Thaakir Abrahams
- Full name: Thaakir Abrahams
- Born: 10 January 1999 (age 27) South Africa
- Height: 1.75 m (5 ft 9 in)
- Weight: 75 kg (165 lb)
- School: Paarl Boys High

Rugby union career
- Position: Wing / Fullback
- Current team: Munster

Senior career
- Years: Team / Apps / (Points)
- 2020–2024: Sharks (Currie Cup) / 9 / (25)
- 2020–2023: Sharks / 14 / (25)
- 2023–2024: Lyon / 8 / (5)
- 2024–: Munster / 25 / (25)
- Correct as of 09 May 2026

= Thaakir Abrahams =

South African rugby union player

Thaakir Abrahams (born 10 January 2000) is a South African rugby union player, who plays for Munster Rugby. His regular position is wing or fullback.

== Sharks ==
Abrahams was named in the Sharks squad for both the 2020 Super Rugby season and the subsequent Super Rugby Unlocked competition. Abrahams made his Sharks debut in Round 1 of the Super Rugby Unlocked competition against the .

== Lyon ==
Abrahams joined Lyon ahead of the 2023/24 Top 14 season. He also featured in Lyon's Champions Cup campaign, featuring in four of their five games, scoring five tries.

== Munster ==
On 29 May 2024, it was announced that Abrahams had signed a two-year deal to join Munster for the 2024-25 season.

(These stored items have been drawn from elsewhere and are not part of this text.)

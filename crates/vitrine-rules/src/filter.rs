//! Catalog filter predicates. Every active selection must hold (logical AND).

use vitrine_core::{FilterSet, Product};

use crate::search;

/// Returns `true` when `product` satisfies every selection in `filters`.
///
/// Empty platform/category selections impose no restriction. A search query
/// shorter than the quick-search threshold is ignored. An inverted price
/// range matches nothing.
#[must_use]
pub fn include(product: &Product, filters: &FilterSet) -> bool {
    if !matches_selection(product, filters) || !filters.price_range.contains(product.price) {
        return false;
    }

    if search::is_searchable(&filters.query) && !search::matches(&filters.query, product) {
        return false;
    }

    true
}

/// Platform, category and flag checks only; price and query are left to the
/// caller.
#[must_use]
pub fn matches_selection(product: &Product, filters: &FilterSet) -> bool {
    if !filters.platforms.is_empty() && !filters.platforms.contains(&product.platform) {
        return false;
    }

    if !filters.categories.is_empty() && !filters.categories.contains(&product.category) {
        return false;
    }

    !((filters.in_stock_only && !product.in_stock)
        || (filters.on_sale_only && !product.is_on_sale)
        || (filters.featured_only && !product.featured)
        || (filters.new_only && !product.is_new))
}

/// Keeps the products that pass [`include`], preserving input order.
#[must_use]
pub fn filter<'a, I>(products: I, filters: &FilterSet) -> Vec<&'a Product>
where
    I: IntoIterator<Item = &'a Product>,
{
    let kept: Vec<&Product> = products
        .into_iter()
        .filter(|p| include(p, filters))
        .collect();
    tracing::debug!(kept = kept.len(), "catalog filter applied");
    kept
}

Abrahams made his competitive Munster debut in the first round of the 2024-25 United Rugby Championship victory against Connacht. He would then suffer a thigh injury in the province's loss to Zebre which ruled him out for a number of weeks. He would score his first Munster try on his return from injury in the province's 17-10 victory on 30th November 2024 against South African side Lions.

Thaakir Abrahams made a try scoring Champions Cup debut against Munster's 33-7 victory over Parisian side Stade Francais on 7th December 2024, in which he won Player Of The Match.

Abrahams would help Munster greatly in their Round of 16 victory away to La Rochelle on the 7th April 2025, making a line break that ultimately saw Craig Casey score a try under the posts.

Abrahams scored Munster's only try in their narrow, 13-16 loss to URC side Bulls, in Round 15 of the 2024-25 United Rugby Championship.

Abrahams helped secure Munster's place in the playoffs with a try against Benetton in Musgrave Park in the Irish province's 30-21 bonus point win over the Italian side.